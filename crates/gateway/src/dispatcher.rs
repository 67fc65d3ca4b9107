//! Routes a notification event to the appropriate channel adapters.
//!
//! Routing:
//! 1. Determine required channels: if the event severity is in the
//!    force-both set, both EMAIL and SMS are required regardless of the
//!    event's channel hint; otherwise the hint decides.
//! 2. For each required channel, walk the ordered adapter list. The first
//!    adapter returning `Success` wins and later adapters are not called.
//!    A `Skipped` result also ends the walk: the profile lacks this contact
//!    type, and another provider cannot fix that.
//! 3. Every adapter call goes through the retry executor; no adapter is
//!    invoked outside it.
//!
//! EMAIL is attempted strictly before SMS. There is no concurrency between
//! channels or within a channel.

use std::sync::Arc;

use notification_gateway_types::{
    Channel, CustomerProfile, DeliveryResult, DeliveryStatus, NotificationEvent, Severity,
};
use tracing::{error, warn};

use crate::channel::{ChannelAdapter, ChannelKind};
use crate::retry::RetryExecutor;

pub struct NotificationDispatcher {
    email_adapters: Vec<Arc<dyn ChannelAdapter>>,
    sms_adapters: Vec<Arc<dyn ChannelAdapter>>,
    retry: RetryExecutor,
    force_both: Vec<Severity>,
}

impl NotificationDispatcher {
    pub fn new(
        email_adapters: Vec<Arc<dyn ChannelAdapter>>,
        sms_adapters: Vec<Arc<dyn ChannelAdapter>>,
        retry: RetryExecutor,
        force_both: Vec<Severity>,
    ) -> Self {
        Self {
            email_adapters,
            sms_adapters,
            retry,
            force_both,
        }
    }

    /// Dispatch `event` to all required channels, returning one result per
    /// channel attempted.
    pub async fn dispatch(
        &self,
        event: &NotificationEvent,
        profile: &CustomerProfile,
    ) -> Vec<DeliveryResult> {
        let send_email = self.should_send_email(event);
        let send_sms = self.should_send_sms(event);

        let mut results = Vec::new();

        if send_email {
            results.push(
                self.dispatch_to_channel(event, profile, &self.email_adapters, ChannelKind::Email)
                    .await,
            );
        }
        if send_sms {
            results.push(
                self.dispatch_to_channel(event, profile, &self.sms_adapters, ChannelKind::Sms)
                    .await,
            );
        }

        if !send_email && !send_sms {
            warn!(
                notification_id = %event.notification_id,
                channel = ?event.channel,
                severity = ?event.severity,
                "no channel selected for event"
            );
        }

        results
    }

    async fn dispatch_to_channel(
        &self,
        event: &NotificationEvent,
        profile: &CustomerProfile,
        adapters: &[Arc<dyn ChannelAdapter>],
        kind: ChannelKind,
    ) -> DeliveryResult {
        if adapters.is_empty() {
            warn!(
                channel = %kind,
                notification_id = %event.notification_id,
                "no adapters configured, skipping channel"
            );
            return DeliveryResult::skipped(
                "none",
                kind.as_str(),
                format!("No {kind} adapters configured"),
            );
        }

        let mut last_result = None;

        for adapter in adapters {
            let description = format!(
                "{}/{} notification_id={}",
                adapter.provider_name(),
                adapter.kind(),
                event.notification_id
            );

            let result = self
                .retry
                .execute(
                    || {
                        let adapter = Arc::clone(adapter);
                        async move { Ok(adapter.send(event, profile).await) }
                    },
                    &description,
                )
                .await;

            // First success wins, remaining adapters are not called
            if result.is_success() {
                return result;
            }

            // Skipped is permanent (no phone/email), no point trying the next adapter
            if result.status == DeliveryStatus::Skipped {
                return result;
            }

            warn!(
                provider = adapter.provider_name(),
                notification_id = %event.notification_id,
                "adapter failed after retries, trying next adapter"
            );
            last_result = Some(result);
        }

        error!(
            channel = %kind,
            notification_id = %event.notification_id,
            "all adapters failed"
        );
        last_result.unwrap_or_else(|| {
            DeliveryResult::failure("none", kind.as_str(), "no adapter produced a result", 0)
        })
    }

    fn should_send_email(&self, event: &NotificationEvent) -> bool {
        self.is_force_both(event)
            || matches!(event.channel, Some(Channel::Email) | Some(Channel::Both))
    }

    fn should_send_sms(&self, event: &NotificationEvent) -> bool {
        self.is_force_both(event)
            || matches!(event.channel, Some(Channel::Sms) | Some(Channel::Both))
    }

    fn is_force_both(&self, event: &NotificationEvent) -> bool {
        match event.severity {
            Some(severity) => self.force_both.contains(&severity),
            None => false,
        }
    }
}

Exercise description: Copy every line above exactly.

Answer box:
filename crates/gateway/src/dispatcher.rs
repository 67fc65d3ca4b9107
//! Routes a notification event to the appropriate channel adapters.
//!
//! Routing:
//! 1. Determine required channels: if the event severity is in the
//!    force-both set, both EMAIL and SMS are required regardless of the
//!    event's channel hint; otherwise the hint decides.
//! 2. For each required channel, walk the ordered adapter list. The first
//!    adapter returning `Success` wins and later adapters are not called.
//!    A `Skipped` result also ends the walk: the profile lacks this contact
//!    type, and another provider cannot fix that.
//! 3. Every adapter call goes through the retry executor; no adapter is
//!    invoked outside it.
//!
//! EMAIL is attempted strictly before SMS. There is no concurrency between
//! channels or within a channel.

use std::sync::Arc;

use notification_gateway_types::{
    Channel, CustomerProfile, DeliveryResult, DeliveryStatus, NotificationEvent, Severity,
};
use tracing::{error, warn};

use crate::channel::{ChannelAdapter, ChannelKind};
use crate::retry::RetryExecutor;

pub struct NotificationDispatcher {
    email_adapters: Vec<Arc<dyn ChannelAdapter>>,
    sms_adapters: Vec<Arc<dyn ChannelAdapter>>,
    retry: RetryExecutor,
    force_both: Vec<Severity>,
}

impl NotificationDispatcher {
    pub fn new(
        email_adapters: Vec<Arc<dyn ChannelAdapter>>,
        sms_adapters: Vec<Arc<dyn ChannelAdapter>>,
        retry: RetryExecutor,
        force_both: Vec<Severity>,
    ) -> Self {
        Self {
            email_adapters,
            sms_adapters,
            retry,
            force_both,
        }
    }

    /// Dispatch `event` to all required channels, returning one result per
    /// channel attempted.
    pub async fn dispatch(
        &self,
        event: &NotificationEvent,
        profile: &CustomerProfile,
    ) -> Vec<DeliveryResult> {
        let send_email = self.should_send_email(event);
        let send_sms = self.should_send_sms(event);

        let mut results = Vec::new();

        if send_email {
            results.push(
                self.dispatch_to_channel(event, profile, &self.email_adapters, ChannelKind::Email)
                    .await,
            );
        }
        if send_sms {
            results.push(
                self.dispatch_to_channel(event, profile, &self.sms_adapters, ChannelKind::Sms)
                    .await,
            );
        }

        if !send_email && !send_sms {
            warn!(
                notification_id = %event.notification_id,
                channel = ?event.channel,
                severity = ?event.severity,
                "no channel selected for event"
            );
        }

        results
    }

    async fn dispatch_to_channel(
        &self,
        event: &NotificationEvent,
        profile: &CustomerProfile,
        adapters: &[Arc<dyn ChannelAdapter>],
        kind: ChannelKind,
    ) -> DeliveryResult {
        if adapters.is_empty() {
            warn!(
                channel = %kind,
                notification_id = %event.notification_id,
                "no adapters configured, skipping channel"
            );
            return DeliveryResult::skipped(
                "none",
                kind.as_str(),
                format!("No {kind} adapters configured"),
            );
        }

        let mut last_result = None;

        for adapter in adapters {
            let description = format!(
                "{}/{} notification_id={}",
                adapter.provider_name(),
                adapter.kind(),
                event.notification_id
            );

            let result = self
                .retry
                .execute(
                    || {
                        let adapter = Arc::clone(adapter);
                        async move { Ok(adapter.send(event, profile).await) }
                    },
                    &description,
                )
                .await;

            // First success wins, remaining adapters are not called
            if result.is_success() {
                return result;
            }

            // Skipped is permanent (no phone/email), no point trying the next adapter
            if result.status == DeliveryStatus::Skipped {
                return result;
            }

            warn!(
                provider = adapter.provider_name(),
                notification_id = %event.notification_id,
                "adapter failed after retries, trying next adapter"
            );
            last_result = Some(result);
        }

        error!(
            channel = %kind,
            notification_id = %event.notification_id,
            "all adapters failed"
        );
        last_result.unwrap_or_else(|| {
            DeliveryResult::failure("none", kind.as_str(), "no adapter produced a result", 0)
        })
    }

    fn should_send_email(&self, event: &NotificationEvent) -> bool {
        self.is_force_both(event)
            || matches!(event.channel, Some(Channel::Email) | Some(Channel::Both))
    }

    fn should_send_sms(&self, event: &NotificationEvent) -> bool {
        self.is_force_both(event)
            || matches!(event.channel, Some(Channel::Sms) | Some(Channel::Both))
    }

    fn is_force_both(&self, event: &NotificationEvent) -> bool {
        match event.severity {
            Some(severity) => self.force_both.contains(&severity),
            None => false,
        }
    }
}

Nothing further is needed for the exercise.